Auch in Schweden wurden beim Eritrea-Festival sieben Menschen verletzt. Während einer Versammlung von Regierungsgegnern in der Nähe des Festivalgeländes sei es zu gewalttätigen Ausschreitungen gekommen, teilte die Polizei am Donnerstag mit. Mindestens vier Menschen erlitten laut der regionalen Gesundheitsbehörde schwere Verletzungen, drei weitere leichte Blessuren. Rund 1000 regierungskritische Demonstranten hätten bei einer legal angemeldeten Protestaktion eine Polizeisperre durchbrochen und das Festival gestürmt, berichtete die Boulevardzeitung «Expressen». Die Demonstranten rissen demnach Festzelte ab und setzten Zeltspitzen als Waffen gegen Polizisten ein. Zudem seien Beamte mit Steinen beworfen worden.

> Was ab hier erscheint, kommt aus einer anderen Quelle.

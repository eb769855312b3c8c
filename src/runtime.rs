//! Thread-safe runtime around the [`Controller`].
//!
//! One mutex serialises every read-then-write of controller state, so a
//! clock-fired transition and an operator command can never interleave.
//! The scheduler thread sleeps on a condition variable until the next
//! fire time (capped at the poll interval); commands wake it early so a
//! change of plan is picked up immediately.
//!
//! ```text
//!   operator ──dispatch──┐                  ┌── scheduler thread
//!                        ▼                  ▼
//!                 ┌─────────────────────────────┐
//!                 │ Mutex<Controller + Sink>    │
//!                 └─────────────────────────────┘
//!                        │ notify      wait_timeout ▲
//!                        └────────── Condvar ───────┘
//! ```

use std::panic::{self, AssertUnwindSafe};
use std::sync::{Arc, Condvar, Mutex, MutexGuard};
use std::thread::JoinHandle;
use std::time::Duration;

use log::{error, info, warn};

use crate::app::ports::{Clock, EventSink, PinDriver};
use crate::app::service::{Controller, StatusReport};
use crate::error::Result;

const SCHEDULER_STACK_KB: usize = 64;

struct Inner<D: PinDriver, S> {
    controller: Controller<D>,
    sink: S,
    running: bool,
}

struct Shared<D: PinDriver, C, S> {
    inner: Mutex<Inner<D, S>>,
    wake: Condvar,
    clock: C,
    poll_interval: Duration,
}

/// Cloneable handle; every clone drives the same controller.
pub struct Runtime<D: PinDriver, C: Clock, S: EventSink> {
    shared: Arc<Shared<D, C, S>>,
}

impl<D: PinDriver, C: Clock, S: EventSink> Clone for Runtime<D, C, S> {
    fn clone(&self) -> Self {
        Self {
            shared: Arc::clone(&self.shared),
        }
    }
}

impl<D: PinDriver, C: Clock, S: EventSink> Runtime<D, C, S> {
    pub fn new(controller: Controller<D>, sink: S, clock: C, poll_interval: Duration) -> Self {
        Self {
            shared: Arc::new(Shared {
                inner: Mutex::new(Inner {
                    controller,
                    sink,
                    running: true,
                }),
                wake: Condvar::new(),
                clock,
                poll_interval: poll_interval.max(Duration::from_millis(1)),
            }),
        }
    }

    fn lock(&self) -> MutexGuard<'_, Inner<D, S>> {
        self.shared
            .inner
            .lock()
            .unwrap_or_else(|e| e.into_inner())
    }

    /// Execute an operator command and wake the scheduler thread.
    pub fn dispatch(&self, action: &str, line: i64) -> Result<StatusReport> {
        let mut inner = self.lock();
        let now = self.shared.clock.now();
        let Inner {
            controller, sink, ..
        } = &mut *inner;
        let result = controller.dispatch(action, line, now, sink);
        drop(inner);
        self.shared.wake.notify_all();
        result
    }

    pub fn status(&self, line: i64) -> Result<StatusReport> {
        let inner = self.lock();
        inner.controller.status(line, self.shared.clock.now())
    }

    /// Apply every scheduled transition due now.
    pub fn tick(&self) {
        let mut inner = self.lock();
        let now = self.shared.clock.now();
        let Inner {
            controller, sink, ..
        } = &mut *inner;
        controller.tick(now, sink);
    }

    pub fn is_running(&self) -> bool {
        self.lock().running
    }

    /// Read-only access to the controller under the lock.
    pub fn with_controller<R>(&self, f: impl FnOnce(&Controller<D>) -> R) -> R {
        f(&self.lock().controller)
    }

    /// Force every line Off and end the scheduler thread.  Later calls
    /// only retry lines that failed to close.
    pub fn stop(&self) -> Result<()> {
        let mut inner = self.lock();
        let now = self.shared.clock.now();
        if inner.running {
            info!("Runtime: stopping");
        }
        inner.running = false;
        let Inner {
            controller, sink, ..
        } = &mut *inner;
        let result = controller.shutdown(now, sink);
        drop(inner);
        self.shared.wake.notify_all();
        result
    }

    /// Block the scheduler loop on this thread until [`stop`](Self::stop).
    pub fn run_scheduler(&self) {
        let mut inner = self.lock();
        while inner.running {
            let now = self.shared.clock.now();
            let Inner {
                controller,
                sink,
                running,
            } = &mut *inner;
            let ticked = panic::catch_unwind(AssertUnwindSafe(|| controller.tick(now, &mut *sink)));
            if ticked.is_err() {
                error!("Runtime: scheduler tick panicked, closing all lines");
                *running = false;
                if let Err(e) = controller.shutdown(now, sink) {
                    error!("Runtime: shutdown after panic incomplete: {}", e);
                }
                self.shared.wake.notify_all();
                break;
            }

            let wait = (controller.next_fire_time() - now)
                .to_std()
                .unwrap_or(Duration::ZERO)
                .min(self.shared.poll_interval);
            inner = self
                .shared
                .wake
                .wait_timeout(inner, wait)
                .map(|(guard, _)| guard)
                .unwrap_or_else(|e| e.into_inner().0);
        }
        info!("Runtime: scheduler loop exited");
    }
}

impl<D, C, S> Runtime<D, C, S>
where
    D: PinDriver + Send + 'static,
    C: Clock + 'static,
    S: EventSink + Send + 'static,
{
    /// Run the scheduler loop on its own named thread.
    pub fn spawn_scheduler(&self) -> std::io::Result<JoinHandle<()>> {
        let rt = self.clone();
        info!(
            "Spawning 'scheduler' (poll cap {}ms, stack={}KB)",
            self.shared.poll_interval.as_millis(),
            SCHEDULER_STACK_KB
        );
        std::thread::Builder::new()
            .name("scheduler".into())
            .stack_size(SCHEDULER_STACK_KB * 1024)
            .spawn(move || rt.run_scheduler())
            .inspect_err(|e| warn!("Runtime: scheduler thread failed to start: {e}"))
    }
}
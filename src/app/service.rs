//! Controller: the hexagonal core.
//!
//! [`Controller`] owns the lines, the pin registry, the scheduler and the
//! pin driver.  It is the single place where clock-driven transitions and
//! operator commands meet, and it arbitrates between them so that at most
//! one valve is ever open.
//!
//! ```text
//!   Clock ──tick──▶ ┌──────────────────────────┐ ──▶ EventSink
//!                   │        Controller        │
//! Operator ──cmd──▶ │ Scheduler · Lines · Pins │ ──▶ PinDriver
//!                   └──────────────────────────┘
//! ```
//!
//! The controller is not synchronised itself; callers that share it
//! across threads serialise access with one lock, see
//! [`Runtime`](crate::runtime::Runtime).

use chrono::NaiveDateTime;
use log::{error, info, warn};
use serde::Serialize;

use crate::config::{LineSpec, SystemConfig};
use crate::error::{ConfigError, Result};
use crate::line::{Line, LineState, LineStatus};
use crate::pins::PinRegistry;
use crate::scheduler::{ScheduleConfig, Scheduler, Step};

use super::commands::{Action, Command, Target};
use super::events::{AppEvent, Origin};
use super::ports::{EventSink, PinDriver};

// ───────────────────────────────────────────────────────────────
// Status report
// ───────────────────────────────────────────────────────────────

/// Status for one line, or for all of them in line order.
#[derive(Debug, Clone, PartialEq, Eq, Serialize)]
#[serde(untagged)]
pub enum StatusReport {
    One(LineStatus),
    All(Vec<LineStatus>),
}

impl StatusReport {
    pub fn records(&self) -> &[LineStatus] {
        match self {
            Self::One(status) => core::slice::from_ref(status),
            Self::All(all) => all,
        }
    }
}

// ───────────────────────────────────────────────────────────────
// Controller
// ───────────────────────────────────────────────────────────────

pub struct Controller<D: PinDriver> {
    lines: Vec<Line>,
    registry: PinRegistry,
    scheduler: Scheduler,
    driver: D,
    /// Most recent time the controller was told about.
    last_now: NaiveDateTime,
}

impl<D: PinDriver> Controller<D> {
    /// Build the controller.  Lines are numbered from 1 in the given order.
    ///
    /// Fails if there are no lines, if two lines share a pin, or if a full
    /// pass does not fit in a day.  No pin is written here.
    pub fn new(
        specs: Vec<LineSpec>,
        schedule: ScheduleConfig,
        driver: D,
        now: NaiveDateTime,
        sink: &mut impl EventSink,
    ) -> Result<Self> {
        if specs.is_empty() {
            return Err(ConfigError::NoLines.into());
        }
        schedule.check_fits(specs.len())?;

        let mut registry = PinRegistry::new();
        let mut lines = Vec::with_capacity(specs.len());
        for (i, spec) in specs.into_iter().enumerate() {
            let index = i + 1;
            registry.claim(spec.pin, index)?;
            info!("New line {}: {} on {}", index, spec.name, spec.pin);
            lines.push(Line::new(index, spec.name, spec.pin));
        }

        let scheduler = Scheduler::new(schedule, lines.len(), now);
        sink.emit(&AppEvent::Started(lines.len()));
        Ok(Self {
            lines,
            registry,
            scheduler,
            driver,
            last_now: now,
        })
    }

    /// Validate `config` and build the controller from it.
    pub fn from_config(
        config: &SystemConfig,
        driver: D,
        now: NaiveDateTime,
        sink: &mut impl EventSink,
    ) -> Result<Self> {
        let specs = config.line_specs()?;
        let schedule = config.schedule()?;
        Self::new(specs, schedule, driver, now, sink)
    }

    // ── Clock ─────────────────────────────────────────────────

    /// Apply every scheduled transition due at or before `now`.
    ///
    /// Hardware faults are reported through `sink` and never abort the
    /// remaining steps.
    pub fn tick(&mut self, now: NaiveDateTime, sink: &mut impl EventSink) {
        self.last_now = now;
        let steps = self.scheduler.poll(now);
        self.apply_steps(steps, now, sink);
    }

    /// The single pending scheduler decision.
    pub fn next_fire_time(&self) -> NaiveDateTime {
        self.scheduler.next_fire_time()
    }

    // ── Commands ──────────────────────────────────────────────

    /// Validate and execute a wire command, returning refreshed status.
    pub fn dispatch(
        &mut self,
        action: &str,
        line: i64,
        now: NaiveDateTime,
        sink: &mut impl EventSink,
    ) -> Result<StatusReport> {
        let cmd = Command::parse(action, line, self.lines.len()).inspect_err(|e| {
            warn!("Rejected command {action:?} on line {line}: {e}");
        })?;
        self.execute(cmd, now, sink)
    }

    /// Execute a validated command.
    ///
    /// Line 0 applies the action to every line.  Every line is attempted
    /// even if one of them faults; the first fault is returned.
    ///
    /// Start on line 0 runs the whole daily sequence now: opening every
    /// line at once is not possible with a single open valve.
    pub fn execute(
        &mut self,
        cmd: Command,
        now: NaiveDateTime,
        sink: &mut impl EventSink,
    ) -> Result<StatusReport> {
        self.last_now = now;
        info!("Command: {} on {}", cmd.action, self.describe(cmd.target));

        let outcome = match (cmd.action, cmd.target) {
            (Action::Start, Target::All) => self.start_pass(now, sink),
            (Action::Start, Target::Line(i)) => self.start_line(i, now, sink),
            (Action::Stop, target) => self.for_each(target, |c, i| c.stop_line(i, now, sink)),
            (Action::Skip, target) => self.for_each(target, |c, i| {
                c.skip_line(i, sink);
                Ok(())
            }),
        };
        outcome.map(|()| self.report(cmd.target, now))
    }

    fn for_each(
        &mut self,
        target: Target,
        mut apply: impl FnMut(&mut Self, usize) -> Result<()>,
    ) -> Result<()> {
        let indices = match target {
            Target::All => 1..=self.lines.len(),
            Target::Line(i) => i..=i,
        };
        let mut first_fault = None;
        for i in indices {
            if let Err(e) = apply(self, i) {
                first_fault.get_or_insert(e);
            }
        }
        first_fault.map_or(Ok(()), Err)
    }

    /// Manual override: close whatever is open, then open `index`.
    fn start_line(
        &mut self,
        index: usize,
        now: NaiveDateTime,
        sink: &mut impl EventSink,
    ) -> Result<()> {
        if self.scheduler.active_line() == Some(index) {
            return self
                .switch(index, LineState::On, now, Origin::Operator, sink)
                .map(|_| ());
        }

        self.close_others(index, now, Origin::Operator, sink)?;
        self.scheduler.begin_manual(index, now);
        if let Err(e) = self.switch(index, LineState::On, now, Origin::Operator, sink) {
            self.scheduler.cancel_manual(index);
            return Err(e);
        }
        Ok(())
    }

    fn stop_line(
        &mut self,
        index: usize,
        now: NaiveDateTime,
        sink: &mut impl EventSink,
    ) -> Result<()> {
        self.scheduler.stop(index, now);
        self.switch(index, LineState::Off, now, Origin::Operator, sink)
            .map(|_| ())
    }

    fn skip_line(&mut self, index: usize, sink: &mut impl EventSink) {
        if self.scheduler.skip(index) {
            sink.emit(&AppEvent::SkipRequested(index));
        }
    }

    fn start_pass(&mut self, now: NaiveDateTime, sink: &mut impl EventSink) -> Result<()> {
        self.close_others(0, now, Origin::Operator, sink)?;
        let steps = self.scheduler.start_pass(now);
        self.apply_steps(steps, now, sink);
        Ok(())
    }

    // ── Queries ───────────────────────────────────────────────

    /// Status of one line, or of every line for `line == 0`.  No side
    /// effect.
    pub fn status(&self, line: i64, now: NaiveDateTime) -> Result<StatusReport> {
        let target = Target::parse(line, self.lines.len())?;
        Ok(self.report(target, now))
    }

    fn report(&self, target: Target, now: NaiveDateTime) -> StatusReport {
        match target {
            Target::All => StatusReport::All(
                (1..=self.lines.len())
                    .map(|i| self.line_status(i, now))
                    .collect(),
            ),
            Target::Line(i) => StatusReport::One(self.line_status(i, now)),
        }
    }

    fn line_status(&self, index: usize, now: NaiveDateTime) -> LineStatus {
        self.lines[index - 1].status(
            now,
            self.scheduler.last_run_end(index),
            self.scheduler.next_run_start(index),
        )
    }

    pub fn lines(&self) -> &[Line] {
        &self.lines
    }

    pub fn line_count(&self) -> usize {
        self.lines.len()
    }

    pub fn scheduler(&self) -> &Scheduler {
        &self.scheduler
    }

    pub fn registry(&self) -> &PinRegistry {
        &self.registry
    }

    pub fn driver(&self) -> &D {
        &self.driver
    }

    pub fn driver_mut(&mut self) -> &mut D {
        &mut self.driver
    }

    // ── Lifecycle ─────────────────────────────────────────────

    /// Force every line Off regardless of scheduler state.
    ///
    /// Every line is attempted; the first fault is returned.
    pub fn shutdown(&mut self, now: NaiveDateTime, sink: &mut impl EventSink) -> Result<()> {
        self.last_now = now;
        info!("Shutdown: turning all lines off");
        let result = self.for_each(Target::All, |c, i| {
            c.switch(i, LineState::Off, now, Origin::Shutdown, sink)
                .map(|_| ())
        });
        sink.emit(&AppEvent::Shutdown);
        result
    }

    // ── Internal ──────────────────────────────────────────────

    fn apply_steps(&mut self, steps: Vec<Step>, now: NaiveDateTime, sink: &mut impl EventSink) {
        for step in steps {
            match step {
                Step::Activate(i) => {
                    let opened = self
                        .close_others(i, now, Origin::Schedule, sink)
                        .and_then(|()| self.switch(i, LineState::On, now, Origin::Schedule, sink));
                    if opened.is_err() {
                        warn!("Line {}: automatic run abandoned", i);
                        self.scheduler.abandon(i, now);
                    }
                }
                Step::Deactivate(i) => {
                    // Fault already reported; the operator may retry the stop.
                    let _ = self.switch(i, LineState::Off, now, Origin::Schedule, sink);
                }
                Step::Skipped(i) => sink.emit(&AppEvent::RunSkipped(i)),
                Step::DayComplete => sink.emit(&AppEvent::DayComplete),
            }
        }
    }

    /// Close every open line except `keep`.  Fails without opening
    /// anything if one of them could not be closed.
    fn close_others(
        &mut self,
        keep: usize,
        now: NaiveDateTime,
        origin: Origin,
        sink: &mut impl EventSink,
    ) -> Result<()> {
        let open: Vec<usize> = self
            .lines
            .iter()
            .filter(|l| l.is_on() && l.index() != keep)
            .map(Line::index)
            .collect();
        let mut first_fault = None;
        for i in open {
            if let Err(e) = self.switch(i, LineState::Off, now, origin, sink) {
                first_fault.get_or_insert(e);
            }
        }
        first_fault.map_or(Ok(()), Err)
    }

    /// Drive one line and report the outcome.
    fn switch(
        &mut self,
        index: usize,
        state: LineState,
        now: NaiveDateTime,
        origin: Origin,
        sink: &mut impl EventSink,
    ) -> Result<bool> {
        let line = &mut self.lines[index - 1];
        match line.set_state(state, now, &mut self.driver) {
            Ok(true) => {
                if state == LineState::Off {
                    self.scheduler.record_run_end(index, now);
                }
                sink.emit(&AppEvent::LineSwitched {
                    line: index,
                    state,
                    origin,
                });
                Ok(true)
            }
            Ok(false) => Ok(false),
            Err(e) => {
                sink.emit(&AppEvent::HardwareFault {
                    line: index,
                    error: e.clone(),
                });
                Err(e)
            }
        }
    }

    fn describe(&self, target: Target) -> String {
        match target {
            Target::All => "all lines".to_string(),
            Target::Line(i) => format!("line {} ({})", i, self.lines[i - 1].name()),
        }
    }
}

impl<D: PinDriver> Drop for Controller<D> {
    /// Last line of defence: no valve stays open when the controller goes
    /// away, including while unwinding from a panic.
    fn drop(&mut self) {
        let now = self.last_now;
        for line in &mut self.lines {
            if let Err(e) = line.set_state(LineState::Off, now, &mut self.driver) {
                error!("Line {} left open at drop: {}", line.index(), e);
            }
        }
    }
}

Die Gegner der Feste fordern, dass solche Kulturfestivals verboten werden. In den Niederlanden ist dies passiert: Das Land hat die Veranstaltung diesen Sommer verboten. Die Behörden befürchteten Gewaltaufrufe und machten Sicherheitsbedenken geltend.
Bei der Botschaft von Eritrea in Genf, sowie beim Konsulat in Wettingen AG war bis am Sonntagnachmittag niemand für eine Stellungnahme erreichbar. (man/SDA)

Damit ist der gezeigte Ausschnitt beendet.